A complete answer lists every line of the material where the string "pattern" occurs.

◆ Data records
____

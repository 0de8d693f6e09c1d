//! Directory aggregation: one `*.yaml` file per top-level key.

use std::path::Path;

use serde_json::{Map, Value};

use crate::convert;
use crate::error::{Error, Result};
use crate::fs::FileReader;

/// Files must carry this suffix to participate in aggregation.
pub const FILE_SUFFIX: &str = ".yaml";

/// Aggregate every `*.yaml` file under `dir_path` into one object tree.
///
/// Each matching file becomes a top-level entry keyed by its base name
/// with the suffix stripped. Entries are processed in sorted name order,
/// so on (unlikely) key collisions the last sorted file wins. A directory
/// with no matching files yields the empty object, never an error.
///
/// # Errors
///
/// Returns [`Error::DirectoryRead`] if the listing fails (the underlying
/// not-found condition stays checkable), [`Error::FileRead`] if a matched
/// file cannot be read, and [`Error::FileConversion`] if one is not valid
/// UTF-8 or does not convert to a canonical tree.
pub fn aggregate(reader: &dyn FileReader, dir_path: &Path) -> Result<Value> {
    let pattern = dir_path.join(format!("*{FILE_SUFFIX}"));
    let mut file_paths = reader
        .list_dir(dir_path)
        .map_err(|source| Error::DirectoryRead {
            pattern: pattern.display().to_string(),
            source,
        })?;
    file_paths.sort();

    let mut document = Map::new();
    for file_path in file_paths {
        let file_name = match file_path.file_name() {
            Some(name) => name.to_string_lossy().into_owned(),
            None => continue,
        };
        let Some(key) = file_name.strip_suffix(FILE_SUFFIX) else {
            continue;
        };
        let contents = reader
            .read_file(&file_path)
            .map_err(|source| Error::FileRead {
                path: file_path.clone(),
                source,
            })?;
        let text = std::str::from_utf8(&contents).map_err(|source| Error::FileConversion {
            path: file_path.clone(),
            source: convert::ConvertError::InvalidEncoding { source },
        })?;
        let tree = convert::convert(text).map_err(|source| Error::FileConversion {
            path: file_path.clone(),
            source,
        })?;
        log::debug!(
            "aggregated configuration file; path={} key={key:?}",
            file_path.display()
        );
        document.insert(key.to_owned(), tree);
    }
    Ok(Value::Object(document))
}

#[cfg(test)]
mod tests {
    use super::*;
    use crate::fs::MemFileReader;
    use serde_json::json;

    #[test]
    fn test_aggregate_keys_files_by_base_name() {
        let mut files = MemFileReader::new();
        files
            .add_file("/my_etc/aaa.yaml", "hello: world\nnumbers: [1,2,3]\n")
            .add_file("/my_etc/gogo.yaml", "version: 1.0\nauthor: roy\n");

        let tree = aggregate(&files, Path::new("/my_etc")).unwrap();
        assert_eq!(
            tree,
            json!({
                "aaa": {"hello": "world", "numbers": [1, 2, 3]},
                "gogo": {"author": "roy", "version": 1},
            })
        );
    }

    #[test]
    fn test_aggregate_ignores_unrelated_files() {
        let mut files = MemFileReader::new();
        files
            .add_file("/my_etc/aaa.yaml", "hello: world\n")
            .add_file("/my_etc/test.txt", "just for fun!\n")
            .add_file("/my_etc/notes.yml", "wrong: suffix\n");

        let tree = aggregate(&files, Path::new("/my_etc")).unwrap();
        assert_eq!(tree, json!({"aaa": {"hello": "world"}}));
    }

    #[test]
    fn test_aggregate_empty_directory_yields_empty_object() {
        let mut files = MemFileReader::new();
        files.add_dir("/my_etc");
        let tree = aggregate(&files, Path::new("/my_etc")).unwrap();
        assert_eq!(tree, json!({}));
    }

    #[test]
    fn test_aggregate_missing_directory_fails() {
        let files = MemFileReader::new();
        let err = aggregate(&files, Path::new("/helloworld")).unwrap_err();
        assert!(err.is_directory_not_found());
        let display = format!("{err}");
        assert!(display.contains("helloworld"));
    }

    #[test]
    fn test_aggregate_rejects_non_utf8_file() {
        let mut files = MemFileReader::new();
        files.add_file("/my_etc/aaa.yaml", vec![0xFF, 0xFE, 0x0A]);

        let err = aggregate(&files, Path::new("/my_etc")).unwrap_err();
        match &err {
            Error::FileConversion { path, source } => {
                assert_eq!(path, Path::new("/my_etc/aaa.yaml"));
                assert!(matches!(
                    source,
                    crate::convert::ConvertError::InvalidEncoding { .. }
                ));
            }
            other => panic!("expected file conversion error, got {other}"),
        }
    }

    #[test]
    fn test_aggregate_bad_yaml_names_the_file() {
        let mut files = MemFileReader::new();
        files.add_file("/my_etc/aaa.yaml", "hello: world\nnumbers: [1,2,3\n");

        let err = aggregate(&files, Path::new("/my_etc")).unwrap_err();
        assert!(matches!(err, Error::FileConversion { .. }));
        let display = format!("{err}");
        assert!(display.contains("aaa.yaml"));
    }
}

____

◆ Task output
    let pattern = dir_path.join(format!("*{FILE_SUFFIX}"));
            pattern: pattern.display().to_string(),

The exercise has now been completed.